Residential developers are spending millions of dollars in apartment and condo renovation and construction around a P Street grocery store near Logan Circle, as a wave of professionals moves into the area.
"Logan in particular is an up-and-coming area," said Jim Abdo, a developer so bullish on the area he moved his company within a block of the circle nine months ago.
The developers' interest in the neighborhood is a reflection not only of the good economy, but of how the city is developing its fringe areas.

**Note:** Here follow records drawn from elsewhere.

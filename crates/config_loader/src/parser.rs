//! 场景文件格式
//!
//! TOML 是默认格式；JSON 便于脚本生成场景。两者映射到同一个
//! `LocatorBlueprint`，`encode` 与 `decode` 互为逆操作。

use std::path::Path;

use contracts::{ContractError, LocatorBlueprint};

#[derive(Debug, Clone, Copy, PartialEq, Eq)]
pub enum ConfigFormat {
    Toml,
    Json,
}

impl ConfigFormat {
    /// 按扩展名识别格式，大小写不敏感
    pub fn from_extension(ext: &str) -> Option<Self> {
        if ext.eq_ignore_ascii_case("toml") {
            Some(Self::Toml)
        } else if ext.eq_ignore_ascii_case("json") {
            Some(Self::Json)
        } else {
            None
        }
    }

    /// Format of a scenario file, from its extension
    ///
    /// # Errors
    /// `ConfigParse` when the path has no extension or an unknown one.
    pub fn from_path(path: &Path) -> Result<Self, ContractError> {
        let Some(ext) = path.extension().and_then(|e| e.to_str()) else {
            return Err(ContractError::config_parse(format!(
                "{} has no extension, expected .toml or .json",
                path.display()
            )));
        };
        Self::from_extension(ext)
            .ok_or_else(|| ContractError::config_parse(format!("unsupported config format: .{ext}")))
    }

    fn parse_error<E>(self, source: E) -> ContractError
    where
        E: std::error::Error + Send + Sync + 'static,
    {
        ContractError::ConfigParse {
            message: format!("{} parse error: {source}", self.label()),
            source: Some(Box::new(source)),
        }
    }

    fn label(self) -> &'static str {
        match self {
            Self::Toml => "TOML",
            Self::Json => "JSON",
        }
    }

    /// Deserialize a blueprint; no validation happens here
    pub fn decode(self, content: &str) -> Result<LocatorBlueprint, ContractError> {
        match self {
            Self::Toml => toml::from_str(content).map_err(|e| self.parse_error(e)),
            Self::Json => serde_json::from_str(content).map_err(|e| self.parse_error(e)),
        }
    }

    pub fn encode(self, blueprint: &LocatorBlueprint) -> Result<String, ContractError> {
        let rendered = match self {
            Self::Toml => toml::to_string_pretty(blueprint).map_err(|e| e.to_string()),
            Self::Json => serde_json::to_string_pretty(blueprint).map_err(|e| e.to_string()),
        };
        rendered.map_err(|e| {
            ContractError::config_parse(format!("{} serialize error: {e}", self.label()))
        })
    }
}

"The city is beginning to expand away from its core," said Kurt Stout, an analyst with the real estate brokerage Grubb & Ellis. He said it was "only natural" for the development to move north of downtown since it was already happening on the East End, the triangular "NoMa" corridor north of Massachusetts Avenue and east of Mount Vernon Square, and around the Navy Yard.
Residents and brokers said the key development near Logan Circle is the Fresh Fields grocery store being built by developer John Gerstenfeld on P Street near 14th Street NW.
Across the street Mr. Gerstenfeld has a contract to buy the Lighthouse for the Blind. He plans to find retail tenants and raise an apartment building on the vacant lot behind it, he said.
Other developers are equally active. Mr. Abdo, who just finished building condos at 16 Logan Circle, plans to start in December on the Manhattan, a $20 million, 135,000-square-foot building with about 80 loft-style luxury condos and two levels of underground parking, he said.
A bit further north, Keener & Squire broke ground recently on The Regent, a 53-unit apartment building at 16th and R streets NW.
P.N. Hoffman is building 14 condos in a $4 million project on Logan Circle, and plans to build two projects with Keener, a $9 million apartment building at 15th and O streets NW and a $5.5 million, 15-unit condo project at 1625 16th St. NW. He also will partner with Mr. Gerstenfeld on the project behind the Lighthouse building at 1440 Church St. NW.
"There's room for improvement in that neighborhood. This is a very hot market," said Monty Hoffman, president of P.N. Hoffman.
Several things are driving the move east from Dupont Circle, said a neighborhood activist.
"Demographics are pointing to more and more upscale young professionals moving into the neighborhood," particularly dual-income couples making lots of money to spend, said Wayne Dickson, a founding member of the Q Street Citizens Association. The association hired two firms to study local demographics, which they later used to sell Fresh Fields on moving into the neighborhood, he said.
"We have a tremendous influx of these power couples. Georgetown is filled up, the West End is filled up. This area is a natural," he said.
Many of the same things appeal to developers, said Mr. Abdo.
"It's access to downtown, the historic nature of the neighborhood," he said. "There's a lot of charm. We're seeing a tremendous number of empty nesters, yuppies, gay couples anxious to get into this area," he said.
The presence of theaters on 14th Street such as the Studio Theatre, Source Theatre Co. and Woolly Mammoth Theatre Co. adds an arts flavor as well.
"I think of it as the Washington equivalent of SoHo. There's just a huge influx of high-end residential," said Eric West, a broker with West, Lane & Schlager Realty Advisors.
The problem is lack of retail, they agreed.
"We've seen tremendous gentrification of the housing here, but support services along 14th and P streets are lagging," said Mr. Abdo, who is trying to bring retailers to the area. "We've got an abundance of check-cashing and liquor stores. We need legitimate retail."
Now the grocery store and the rising income tide is beginning to attract retailers, real estate officials said. Mr. Abdo has lined up a CVS for 1418 P St. NW. Starbucks and Banana Republic are rumored to be looking, and the Gap is looking for about 10,000 square feet on 14th St. NW, real estate officials said. Zoning leaves room for growth as well, said one broker.
"There's enough density to allow restaurants and retail and plenty of apartments on top," said David S. Crowley, a retail broker with D.C.-based Randall H. Hagner Co. He wouldn't identify his clients, saying both national and neighborhood retailers sign their brokers to secrecy because they don't want to tip off competitors.
Smaller offices are beginning to scout the neighborhood as well, including Internet start-ups, law firms and architects, said one developer.
"You're not going to get major players," Mr. Abdo said. "There aren't major office buildings here, but for smaller firms, this is a nice alternative to K Street and its big glass office buildings," he said.
One unidentified start-up that just received $5 million in venture capital is negotiating with him for a lease, said Mr. Abdo, refusing to identify the start-up.